Recognition in on-site signage displayed during the meal or break
Distribution of one giveaway such as a literature pack

There are a number of meal or break sponsorship opportunities available for APWG members who want to use the meetings as an opportunity to communicate their brand and message to members of the APWG and presenters, each either a critical decision maker or a thought leader in his or her own right.

For more information on sponsoring oportunities please contact APWG Deputy Secretary-General Foy Shiver at fshiver@antiphishing.org.
 

 
About the Anti-Phishing Working Group  

The Anti-Phishing Working Group (APWG) is focused on giving industry stakeholders a confidential forum to discuss phishing issues, define the scope of the phishing problem in terms of hard and soft costs, and share information and best practices for eliminating the problem. Where appropriate, the APWG will also look to share this information with law enforcement. Membership is open to qualified financial institutions, e-commerce companies, the law enforcement community, and industry. Because phishing attacks and email fraud are sensitive subjects for many organizations that do business online, the APWG has a policy of maintaining the confidentiality of member organizations.

The Web site of the Anti-Phishing Working Group is www.antiphishing.org. It serves as a public and industry resource for information about the problem of phishing and email fraud, including identification and promotion of pragmatic technical solutions that can provide immediate protection and benefits against phishing attacks.
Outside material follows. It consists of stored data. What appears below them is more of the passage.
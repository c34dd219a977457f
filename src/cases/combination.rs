use reqwest::StatusCode;

use super::{CaseClass, TestCase, pair};
use crate::rules::{ParameterKind, ParameterRule, PriceRangeRule, RuleRegistry};

const SUBJECT: &str = "combination";

// Bounds used for the price ordering cases: low < mid < high.
const PRICE_LOW: &str = "100";
const PRICE_MID: &str = "150";
const PRICE_HIGH: &str = "200";

/// Multi-parameter cases built only from values the single-parameter rules accept.
///
/// The only invalid combinations produced are the ones the price cross-field rule
/// declares; every other mix is expected to be accepted.
pub struct CombinationGenerator<'a> {
    registry: &'a RuleRegistry,
    path: &'a str,
    pairwise: bool,
}

impl<'a> CombinationGenerator<'a> {
    pub fn new(registry: &'a RuleRegistry, path: &'a str) -> Self {
        Self {
            registry,
            path,
            pairwise: false,
        }
    }

    /// Also emit one case per pair of filter parameters.
    pub fn with_pairwise(mut self, pairwise: bool) -> Self {
        self.pairwise = pairwise;
        self
    }

    pub fn cases(&self) -> Vec<TestCase> {
        let mut cases = vec![self.case(Vec::new(), CaseClass::Baseline)];

        let filters: Vec<&ParameterRule> = self
            .registry
            .rules()
            .filter(|rule| rule.kind().is_filter())
            .collect();

        if !filters.is_empty() {
            let query = filters
                .iter()
                .map(|rule| pair(rule.name(), rule.combination_value()))
                .collect();
            cases.push(self.case(query, CaseClass::AllFilters));
        }

        if let Some(query) = self.filter_sort_search() {
            cases.push(self.case(query, CaseClass::FilterSortSearch));
        }

        if let Some(price) = self.registry.price_range() {
            cases.extend(self.price_cases(price));
        }

        if self.pairwise {
            for (index, left) in filters.iter().enumerate() {
                for right in &filters[index + 1..] {
                    let query = vec![
                        pair(left.name(), left.combination_value()),
                        pair(right.name(), right.combination_value()),
                    ];
                    let class = CaseClass::Pair(left.name().into(), right.name().into());
                    cases.push(self.case(query, class));
                }
            }
        }

        cases
    }

    fn filter_sort_search(&self) -> Option<Vec<(String, String)>> {
        let first_of = |wanted: fn(&ParameterKind) -> bool| {
            self.registry.rules().find(|rule| wanted(rule.kind()))
        };
        let search = first_of(|kind| matches!(kind, ParameterKind::FreeText));
        let sort = first_of(|kind| matches!(kind, ParameterKind::SortKey(_)));
        if search.is_none() && sort.is_none() {
            return None;
        }

        let mut query: Vec<_> = [search, sort]
            .into_iter()
            .flatten()
            .map(|rule| pair(rule.name(), rule.combination_value()))
            .collect();

        match self.registry.price_range() {
            Some(price) => {
                query.push(pair(price.min_key(), PRICE_LOW));
                query.push(pair(price.max_key(), PRICE_HIGH));
            }
            None => {
                let filter = first_of(ParameterKind::is_filter)?;
                query.push(pair(filter.name(), filter.combination_value()));
            }
        }
        Some(query)
    }

    fn price_cases(&self, price: &PriceRangeRule) -> Vec<TestCase> {
        let (min, max) = (price.min_key(), price.max_key());
        [
            vec![pair(min, PRICE_HIGH), pair(max, PRICE_LOW)],
            vec![pair(max, PRICE_MID), pair(min, PRICE_HIGH)],
            vec![pair(min, PRICE_HIGH), pair(max, PRICE_HIGH)],
            vec![pair(min, PRICE_LOW), pair(max, PRICE_HIGH)],
        ]
        .into_iter()
        .map(|query| self.case(query, CaseClass::PriceRange))
        .collect()
    }

    fn case(&self, query: Vec<(String, String)>, class: CaseClass) -> TestCase {
        let status = self
            .registry
            .price_range()
            .map(|price| price.expected_for_query(&query))
            .unwrap_or(StatusCode::OK);
        TestCase::new(self.path, query, status, class, SUBJECT)
    }
}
The APWG was founded by Tumbleweed Communications and a number of member banks, financial services institutions, and e-commerce providers. It held its first meeting in November 2003 in San Francisco. The APWG, an organization of more than 2500 members and more than 1600 member companies, police and government agencies worldwide was officially established as an independent organization in June 2004, controlled by its executives and board of directors and an advisory steering committee.